Different deep neural network (DNN) architectures and both log-mel spectrogram and constant-Q transform (CQT) input features are compared. The few-shot models are compared to standard neural network classifier models with transfer learning to show how the few-shot models generalize better to previously unseen playing techniques. Model training is optimized with Bayesian optimization. Prototypical models outperform standard classifier models with transfer learning on all experiments.

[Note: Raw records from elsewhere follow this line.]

//! Filesystem sandbox
//!
//! Every filesystem path a capability touches is resolved through
//! [`Sandbox::resolve`], which guarantees the final location (after
//! following symlinks) lies under the configured sandbox root.

use std::path::{Component, Path, PathBuf};
use thiserror::Error;

use crate::error::CapabilityError;

/// Error type for sandbox path resolution
#[derive(Error, Debug)]
pub enum PathError {
    /// Path traversal attempt detected (contains .. or ~ patterns)
    #[error("Path traversal attempt detected: {0}")]
    PathTraversal(String),

    /// Absolute path not allowed
    #[error("Absolute path not allowed: {0}")]
    AbsolutePath(String),

    /// Path resolves outside the sandbox root
    #[error("Path outside sandbox: {0}")]
    OutsideSandbox(String),

    /// File size exceeds maximum allowed
    #[error("File size {0} bytes exceeds maximum {1} bytes")]
    FileTooLarge(u64, u64),

    /// IO error occurred
    #[error("IO error: {0}")]
    Io(#[from] std::io::Error),
}

impl From<PathError> for CapabilityError {
    fn from(error: PathError) -> Self {
        match error {
            PathError::Io(e) => CapabilityError::ExecutionFailed(e.to_string()),
            other => CapabilityError::ValidationRejected(other.to_string()),
        }
    }
}

/// Root directory that filesystem and shell capabilities are confined to
///
/// # Examples
///
/// ```
/// use pocketclaw::tools::sandbox::Sandbox;
///
/// let dir = tempfile::tempdir().unwrap();
/// let sandbox = Sandbox::new(dir.path()).unwrap();
/// assert!(sandbox.resolve("notes/todo.txt").is_ok());
/// assert!(sandbox.resolve("../escape.txt").is_err());
/// assert!(sandbox.resolve("/etc/passwd").is_err());
/// ```
#[derive(Debug, Clone)]
pub struct Sandbox {
    root: PathBuf,
}

impl Sandbox {
    /// Create a sandbox rooted at `root`
    ///
    /// # Errors
    ///
    /// Returns `PathError::Io` if the root cannot be canonicalized
    pub fn new(root: impl AsRef<Path>) -> Result<Self, PathError> {
        Ok(Self {
            root: root.as_ref().canonicalize()?,
        })
    }

    /// Canonical sandbox root
    pub fn root(&self) -> &Path {
        &self.root
    }

    /// Resolve a relative path to an absolute location inside the root
    ///
    /// Existing paths are canonicalized so symlinks are followed. For paths
    /// that do not exist yet, the nearest existing ancestor is canonicalized
    /// and checked instead.
    ///
    /// # Errors
    ///
    /// Returns an error for absolute paths, `~` or `..` components, and for
    /// any path whose resolved location leaves the root.
    pub fn resolve(&self, target: &str) -> Result<PathBuf, PathError> {
        let path = Path::new(target);

        if target.trim().is_empty() {
            return Err(PathError::PathTraversal("empty path".to_string()));
        }
        if path.is_absolute() {
            return Err(PathError::AbsolutePath(target.to_string()));
        }
        if target.starts_with('~') {
            return Err(PathError::PathTraversal(
                "Home directory paths not allowed".to_string(),
            ));
        }
        if path.components().any(|c| matches!(c, Component::ParentDir)) {
            return Err(PathError::PathTraversal(format!(
                "Parent directory traversal not allowed: {}",
                target
            )));
        }

        let full_path = self.root.join(path);

        if full_path.exists() {
            let canonical = full_path.canonicalize()?;
            if !canonical.starts_with(&self.root) {
                return Err(PathError::OutsideSandbox(target.to_string()));
            }
            return Ok(canonical);
        }

        let mut ancestor = full_path.parent();
        while let Some(dir) = ancestor {
            if dir.exists() {
                let canonical = dir.canonicalize()?;
                if !canonical.starts_with(&self.root) {
                    return Err(PathError::OutsideSandbox(target.to_string()));
                }
                break;
            }
            ancestor = dir.parent();
        }

        Ok(full_path)
    }

    /// Heuristic used by the shell capability: arguments that look like
    /// paths must resolve inside the root
    ///
    /// Flags are checked too when a value is attached: `--file=/x`,
    /// `-f/x` and `-xvf../x` all name a path.
    pub fn check_path_like_argument(&self, arg: &str) -> Result<(), PathError> {
        path_candidates(arg)
            .into_iter()
            .try_for_each(|candidate| self.check_candidate(candidate))
    }

    fn check_candidate(&self, candidate: &str) -> Result<(), PathError> {
        let looks_like_path = candidate.contains('/')
            || candidate.starts_with('.')
            || candidate.starts_with('~');
        if !looks_like_path || candidate == "." || candidate == "./" {
            return Ok(());
        }
        self.resolve(candidate.trim_start_matches("./")).map(|_| ())
    }
}

/// Parts of one shell argument that may name a path
///
/// The value after `=` is always a candidate. A flag contributes the text
/// from its first path character on; any other argument is a candidate
/// as a whole.
fn path_candidates(arg: &str) -> Vec<&str> {
    let (head, value) = match arg.split_once('=') {
        Some((head, value)) => (head, Some(value)),
        None => (arg, None),
    };

    let mut candidates = Vec::with_capacity(2);
    match head.strip_prefix('-') {
        Some(flags) => {
            if let Some(start) = flags.find(|c| matches!(c, '/' | '.' | '~')) {
                candidates.push(&flags[start..]);
            }
        }
        None => candidates.push(head),
    }
    candidates.extend(value);
    candidates
}

/// Reject files larger than `max_size` bytes
pub async fn check_file_size(path: &Path, max_size: u64) -> Result<u64, PathError> {
    let size = tokio::fs::metadata(path).await?.len();
    if size > max_size {
        return Err(PathError::FileTooLarge(size, max_size));
    }
    Ok(size)
}
/*!
Command handlers for the CLI

This module provides the handlers invoked by the CLI entrypoint:

- `run`      - serve every configured surface
- `chat`     - local console conversation
- `ask`      - one-shot prompt against the inference chain
- `sessions` - stored session inspection
- `config_cmd` - configuration validation and display

Each handler builds only the components it needs from the library.
*/

use crate::agent::Runtime;
use crate::config::{Config, SurfaceKind};
use crate::error::Result;
use crate::providers::{GenerationParams, GenerationRequest, InferenceRouter};
use colored::Colorize;

pub mod config_cmd;
pub mod sessions;

// Serve command handler
pub mod run {
    //! Long-running service mode.
    //!
    //! Starts the full runtime over the configured surfaces and serves
    //! until interrupted.

    use super::*;

    /// Serve until Ctrl-C
    ///
    /// # Errors
    ///
    /// Returns an error if a runtime component cannot be constructed
    pub async fn run_service(config: Config) -> Result<()> {
        tracing::info!(
            surfaces = config.transport.surfaces.iter().filter(|s| s.enabled).count(),
            "Starting service mode"
        );
        let runtime = Runtime::builder(config).start()?;
        runtime.run().await;
        Ok(())
    }
}

// Chat command handler
pub mod chat {
    //! Interactive console conversation.
    //!
    //! Runs the same runtime as `run`, restricted to the console surface.
    //! End of input (Ctrl-D) or Ctrl-C ends the session.

    use super::*;

    /// Start interactive chat mode
    ///
    /// # Errors
    ///
    /// Returns an error if a runtime component cannot be constructed
    pub async fn run_chat(mut config: Config) -> Result<()> {
        config
            .transport
            .surfaces
            .retain(|surface| surface.kind == SurfaceKind::Console);
        config.transport.ensure_console();

        print_welcome_banner(&config);

        let runtime = Runtime::builder(config)
            .shutdown_on_console_eof(true)
            .start()?;
        runtime.run().await;
        Ok(())
    }

    fn print_welcome_banner(config: &Config) {
        eprintln!("{}", "Pocketclaw chat".bold());
        eprintln!(
            "  backends: {}",
            config.inference.chain().join(" -> ").cyan()
        );
        eprintln!("  {}", "Ctrl-D to exit".dimmed());
        eprintln!();
    }
}

// One-shot prompt handler
pub mod ask {
    //! Single prompt, no session.
    //!
    //! Useful for checking backend credentials and the fallback chain
    //! without starting any surface.

    use super::*;
    use futures::StreamExt;
    use std::io::Write;

    /// Send `prompt` through the inference chain and print the answer
    ///
    /// # Errors
    ///
    /// Returns an error if every backend fails
    pub async fn run_ask(config: Config, prompt: String, stream: bool) -> Result<()> {
        let router = InferenceRouter::from_config(&config.inference)?;
        let request = GenerationRequest {
            system_prompt: config.agent.system_prompt.clone(),
            params: GenerationParams {
                backend_preference: None,
                temperature: config.agent.temperature,
                max_output_tokens: config.agent.max_output_tokens,
            },
            ..GenerationRequest::new(prompt)
        };

        if stream {
            let mut fragments = router.stream(&request).await?;
            let mut stdout = std::io::stdout();
            while let Some(fragment) = fragments.next().await {
                write!(stdout, "{}", fragment?)?;
                stdout.flush()?;
            }
            writeln!(stdout)?;
        } else {
            let result = router.generate(&request).await?;
            println!("{}", result.text);
            tracing::debug!(
                backend = %result.backend,
                output_units = result.usage.output_units,
                "Answer received"
            );
        }
        Ok(())
    }
}
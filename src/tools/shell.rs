//! Shell command capability
//!
//! Runs one allow-listed program with an argument vector. No shell
//! interpreter is involved: the program is spawned directly with a cleared
//! environment, the sandbox root as working directory, and bounded capture
//! of both output streams.

use std::process::Stdio;

use async_trait::async_trait;
use regex::Regex;
use serde::Deserialize;
use serde_json::json;
use tokio::io::{AsyncRead, AsyncReadExt};
use tokio::process::Command;
use tokio::time::Instant;

use crate::error::{CapabilityError, PocketclawError, Result};
use crate::tools::sandbox::Sandbox;
use crate::tools::{
    parse_args, Capability, CapabilityOutput, InvocationContext, ProcessOutput, ValidatedArgs,
};

/// PATH handed to child processes
const CHILD_PATH: &str = "/usr/local/bin:/usr/bin:/bin";

/// Patterns rejected in every command line, whatever the allow-list says
const BUILTIN_DENYLIST: &[&str] = &[
    r"rm\s+-rf\s+/\s*$",
    r"rm\s+-rf\s+/\*",
    r"dd\s+if=/dev/zero",
    r"dd\s+of=/dev/sd[a-z]",
    r"mkfs\.",
    r"\bsudo\b",
    r"\bsu\b",
    r"\bchmod\s+[0-7]*7[0-7]*",
    r"/etc/passwd",
    r"/etc/shadow",
    r"\.ssh/",
];

#[derive(Debug, Deserialize)]
struct ShellParams {
    program: String,
    #[serde(default)]
    args: Vec<String>,
}

/// Validates commands against the allow-list, denylist and sandbox
///
/// # Examples
///
/// ```
/// use pocketclaw::tools::sandbox::Sandbox;
/// use pocketclaw::tools::shell::CommandValidator;
///
/// let dir = tempfile::tempdir().unwrap();
/// let validator = CommandValidator::new(
///     vec!["ls".to_string()],
///     &[],
///     Sandbox::new(dir.path()).unwrap(),
/// )
/// .unwrap();
///
/// assert!(validator.validate("ls", &["-la".to_string()]).is_ok());
/// assert!(validator.validate("rm", &["-rf".to_string(), "x".to_string()]).is_err());
/// ```
#[derive(Debug, Clone)]
pub struct CommandValidator {
    allowlist: Vec<String>,
    denylist: Vec<Regex>,
    sandbox: Sandbox,
}

impl CommandValidator {
    /// Create a validator
    ///
    /// # Errors
    ///
    /// Returns `PocketclawError::Config` when an extra denylist pattern is
    /// not a valid regex
    pub fn new(allowlist: Vec<String>, extra_denylist: &[String], sandbox: Sandbox) -> Result<Self> {
        let mut denylist = Vec::with_capacity(BUILTIN_DENYLIST.len() + extra_denylist.len());
        for pattern in BUILTIN_DENYLIST
            .iter()
            .copied()
            .chain(extra_denylist.iter().map(String::as_str))
        {
            let regex = Regex::new(pattern).map_err(|e| {
                PocketclawError::Config(format!("invalid shell denylist pattern '{}': {}", pattern, e))
            })?;
            denylist.push(regex);
        }
        Ok(Self {
            allowlist,
            denylist,
            sandbox,
        })
    }

    /// Check a program and its arguments without running anything
    pub fn validate(&self, program: &str, args: &[String]) -> std::result::Result<(), CapabilityError> {
        if program.is_empty() {
            return Err(CapabilityError::ValidationRejected("empty program".to_string()));
        }
        if program.contains('/') || !self.allowlist.iter().any(|allowed| allowed == program) {
            tracing::warn!(program, "Program not in shell allow-list");
            return Err(CapabilityError::ValidationRejected(format!(
                "program '{}' is not allowed",
                program
            )));
        }

        let command_line = std::iter::once(program)
            .chain(args.iter().map(String::as_str))
            .collect::<Vec<_>>()
            .join(" ");
        if let Some(pattern) = self.denylist.iter().find(|p| p.is_match(&command_line)) {
            tracing::error!(command = %command_line, pattern = %pattern, "Command blocked by denylist");
            return Err(CapabilityError::ValidationRejected(
                "command matches a blocked pattern".to_string(),
            ));
        }

        for arg in args {
            self.sandbox.check_path_like_argument(arg)?;
        }
        Ok(())
    }
}

/// The `shell` capability
pub struct ShellCapability {
    validator: CommandValidator,
    sandbox: Sandbox,
    max_capture_bytes: usize,
}

impl ShellCapability {
    /// Create the capability; output streams are captured up to `max_capture_bytes` each
    pub fn new(validator: CommandValidator, sandbox: Sandbox, max_capture_bytes: usize) -> Self {
        Self {
            validator,
            sandbox,
            max_capture_bytes,
        }
    }
}

#[async_trait]
impl Capability for ShellCapability {
    fn name(&self) -> &str {
        "shell"
    }

    fn description(&self) -> &str {
        "Run an allow-listed program inside the assistant workspace. Pass the program name and its arguments separately; no shell syntax is interpreted."
    }

    fn parameters(&self) -> serde_json::Value {
        json!({
            "type": "object",
            "properties": {
                "program": {
                    "type": "string",
                    "description": "Program name, for example \"ls\""
                },
                "args": {
                    "type": "array",
                    "items": {"type": "string"},
                    "description": "Arguments passed to the program"
                }
            },
            "required": ["program"]
        })
    }

    fn validate(
        &self,
        args: &serde_json::Value,
        _ctx: &InvocationContext,
    ) -> std::result::Result<ValidatedArgs, CapabilityError> {
        let params: ShellParams = parse_args(self.name(), args)?;
        self.validator.validate(&params.program, &params.args)?;
        Ok(ValidatedArgs::new(self.name(), params))
    }

    async fn execute(
        &self,
        args: ValidatedArgs,
        deadline: Instant,
    ) -> std::result::Result<CapabilityOutput, CapabilityError> {
        let params: ShellParams = args.into_params()?;
        let started = Instant::now();

        let mut child = Command::new(&params.program)
            .args(&params.args)
            .current_dir(self.sandbox.root())
            .env_clear()
            .env("PATH", CHILD_PATH)
            .stdin(Stdio::null())
            .stdout(Stdio::piped())
            .stderr(Stdio::piped())
            .kill_on_drop(true)
            .spawn()
            .map_err(|e| {
                CapabilityError::ExecutionFailed(format!("failed to start {}: {}", params.program, e))
            })?;

        let stdout = child
            .stdout
            .take()
            .ok_or_else(|| CapabilityError::ExecutionFailed("stdout not captured".to_string()))?;
        let stderr = child
            .stderr
            .take()
            .ok_or_else(|| CapabilityError::ExecutionFailed("stderr not captured".to_string()))?;

        let limit = self.max_capture_bytes;
        let finished = tokio::time::timeout_at(deadline, async {
            tokio::join!(
                read_bounded(stdout, limit),
                read_bounded(stderr, limit),
                child.wait()
            )
        })
        .await;

        let (stdout, stderr, status) = match finished {
            Ok(parts) => parts,
            Err(_) => {
                let _ = child.start_kill();
                tracing::warn!(program = %params.program, "Shell command killed at deadline");
                return Err(CapabilityError::TimedOut(
                    deadline.saturating_duration_since(started),
                ));
            }
        };

        let status = status.map_err(|e| CapabilityError::ExecutionFailed(e.to_string()))?;
        let (stdout, stdout_truncated) =
            stdout.map_err(|e| CapabilityError::ExecutionFailed(e.to_string()))?;
        let (stderr, stderr_truncated) =
            stderr.map_err(|e| CapabilityError::ExecutionFailed(e.to_string()))?;

        Ok(CapabilityOutput::process(ProcessOutput {
            stdout: String::from_utf8_lossy(&stdout).into_owned(),
            stderr: String::from_utf8_lossy(&stderr).into_owned(),
            exit_code: status.code(),
            stdout_truncated,
            stderr_truncated,
        }))
    }
}

/// Drain `reader` to the end, keeping at most `limit` bytes
async fn read_bounded<R>(mut reader: R, limit: usize) -> std::io::Result<(Vec<u8>, bool)>
where
    R: AsyncRead + Unpin,
{
    let mut kept = Vec::new();
    let mut truncated = false;
    let mut buf = [0u8; 4096];
    loop {
        let n = reader.read(&mut buf).await?;
        if n == 0 {
            break;
        }
        let room = limit.saturating_sub(kept.len());
        if n > room {
            truncated = true;
        }
        kept.extend_from_slice(&buf[..n.min(room)]);
    }
    Ok((kept, truncated))
}

#[cfg(test)]
mod tests {
    use super::*;
    use std::time::Duration;
    use tempfile::TempDir;

    fn capability(dir: &TempDir, allow: &[&str], capture: usize) -> ShellCapability {
        let sandbox = Sandbox::new(dir.path()).unwrap();
        let validator = CommandValidator::new(
            allow.iter().map(|s| s.to_string()).collect(),
            &[],
            sandbox.clone(),
        )
        .unwrap();
        ShellCapability::new(validator, sandbox, capture)
    }

    #[test]
    fn test_program_outside_allowlist_is_rejected() {
        let dir = TempDir::new().unwrap();
        let shell = capability(&dir, &["ls", "cat"], 1024);
        let result = shell.validate(
            &json!({"program": "rm", "args": ["-rf", "notes"]}),
            &InvocationContext::default(),
        );
        assert!(matches!(
            result,
            Err(CapabilityError::ValidationRejected(_))
        ));
        assert!(dir.path().read_dir().unwrap().next().is_none());
    }

    #[test]
    fn test_program_path_is_rejected_even_if_basename_allowed() {
        let dir = TempDir::new().unwrap();
        let shell = capability(&dir, &["ls"], 1024);
        let result = shell.validate(&json!({"program": "/bin/ls"}), &InvocationContext::default());
        assert!(result.is_err());
    }

    #[test]
    fn test_path_arguments_must_stay_in_sandbox() {
        let dir = TempDir::new().unwrap();
        let shell = capability(&dir, &["cat"], 1024);
        let ctx = InvocationContext::default();
        assert!(shell
            .validate(&json!({"program": "cat", "args": ["../outside.txt"]}), &ctx)
            .is_err());
        assert!(shell
            .validate(&json!({"program": "cat", "args": ["/etc/hosts"]}), &ctx)
            .is_err());
        assert!(shell
            .validate(&json!({"program": "cat", "args": ["./notes.txt"]}), &ctx)
            .is_ok());
    }

    #[test]
    fn test_attached_flag_paths_must_stay_in_sandbox() {
        let dir = TempDir::new().unwrap();
        let shell = capability(&dir, &["grep", "sort"], 1024);
        let ctx = InvocationContext::default();
        assert!(shell
            .validate(
                &json!({"program": "grep", "args": ["-f/etc/hosts", "notes.txt"]}),
                &ctx
            )
            .is_err());
        assert!(shell
            .validate(&json!({"program": "sort", "args": ["-o../x", "notes.txt"]}), &ctx)
            .is_err());
        assert!(shell
            .validate(&json!({"program": "grep", "args": ["-n", "todo", "notes.txt"]}), &ctx)
            .is_ok());
    }

    #[test]
    fn test_denylist_applies_to_allowed_programs() {
        let dir = TempDir::new().unwrap();
        let sandbox = Sandbox::new(dir.path()).unwrap();
        let validator =
            CommandValidator::new(vec!["echo".into()], &["secret".into()], sandbox).unwrap();
        assert!(validator.validate("echo", &["secret".into()]).is_err());
        assert!(validator.validate("echo", &["hello".into()]).is_ok());
    }

    #[test]
    fn test_invalid_denylist_pattern_is_config_error() {
        let dir = TempDir::new().unwrap();
        let sandbox = Sandbox::new(dir.path()).unwrap();
        assert!(CommandValidator::new(vec![], &["(".into()], sandbox).is_err());
    }

    #[tokio::test]
    async fn test_execute_captures_stdout_and_status() {
        let dir = TempDir::new().unwrap();
        let shell = capability(&dir, &["echo"], 1024);
        let args = shell
            .validate(
                &json!({"program": "echo", "args": ["hello"]}),
                &InvocationContext::default(),
            )
            .unwrap();
        let output = shell
            .execute(args, Instant::now() + Duration::from_secs(5))
            .await
            .unwrap();

        let process = output.process.unwrap();
        assert_eq!(process.exit_code, Some(0));
        assert_eq!(process.stdout, "hello\n");
        assert!(!process.stdout_truncated);
    }

    #[tokio::test]
    async fn test_execute_bounds_capture() {
        let dir = TempDir::new().unwrap();
        let shell = capability(&dir, &["echo"], 4);
        let args = shell
            .validate(
                &json!({"program": "echo", "args": ["abcdefghij"]}),
                &InvocationContext::default(),
            )
            .unwrap();
        let output = shell
            .execute(args, Instant::now() + Duration::from_secs(5))
            .await
            .unwrap();

        let process = output.process.unwrap();
        assert_eq!(process.stdout, "abcd");
        assert!(process.stdout_truncated);
        assert!(output.truncated);
    }

    #[tokio::test]
    async fn test_execute_kills_at_deadline() {
        let dir = TempDir::new().unwrap();
        let shell = capability(&dir, &["sleep"], 1024);
        let args = shell
            .validate(
                &json!({"program": "sleep", "args": ["5"]}),
                &InvocationContext::default(),
            )
            .unwrap();
        let started = std::time::Instant::now();
        let result = shell
            .execute(args, Instant::now() + Duration::from_millis(100))
            .await;

        assert!(matches!(result, Err(CapabilityError::TimedOut(_))));
        assert!(started.elapsed() < Duration::from_secs(3));
    }
}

The 3-shot CQT convolutional neural network (CNN) model performs the best on the joint classification task and achieves a macro F-score of 0.64 on the Studio On Line (OrchideaSOL) string instrument playing technique dataset of previously unseen playing technique classes, which shows an ability for the prototypical model to generalize to a new dataset without much loss of performance compared to evaluation on the training classes. The model also achieves a macro F-score of up to 0.855 on individual instruments, which shows promise for its use in a tutorial set up for any of the string instruments. The models perform just as well when evaluated on extracts from YouTube tutorials and examples of clarinet playing techniques from the Real World Computing (RWC) dataset. The few-shot model also functions as a multitask model, capable of classifying pitch, playing technique or instrument from a recorded sample. The best joint instrument, playing technique and pitch classification prototypical model can accurately classify both playing technique and pitch, and do so just as well or better than models trained more specifically on these problems when compared on the same data. Furthermore, the scenario of instrument, playing technique and pitch classification in the presence of piano accompaniment is investigated, which resulted in some loss of generalization, but still shows promise for the task of main melody extraction, as pitch classification remains high.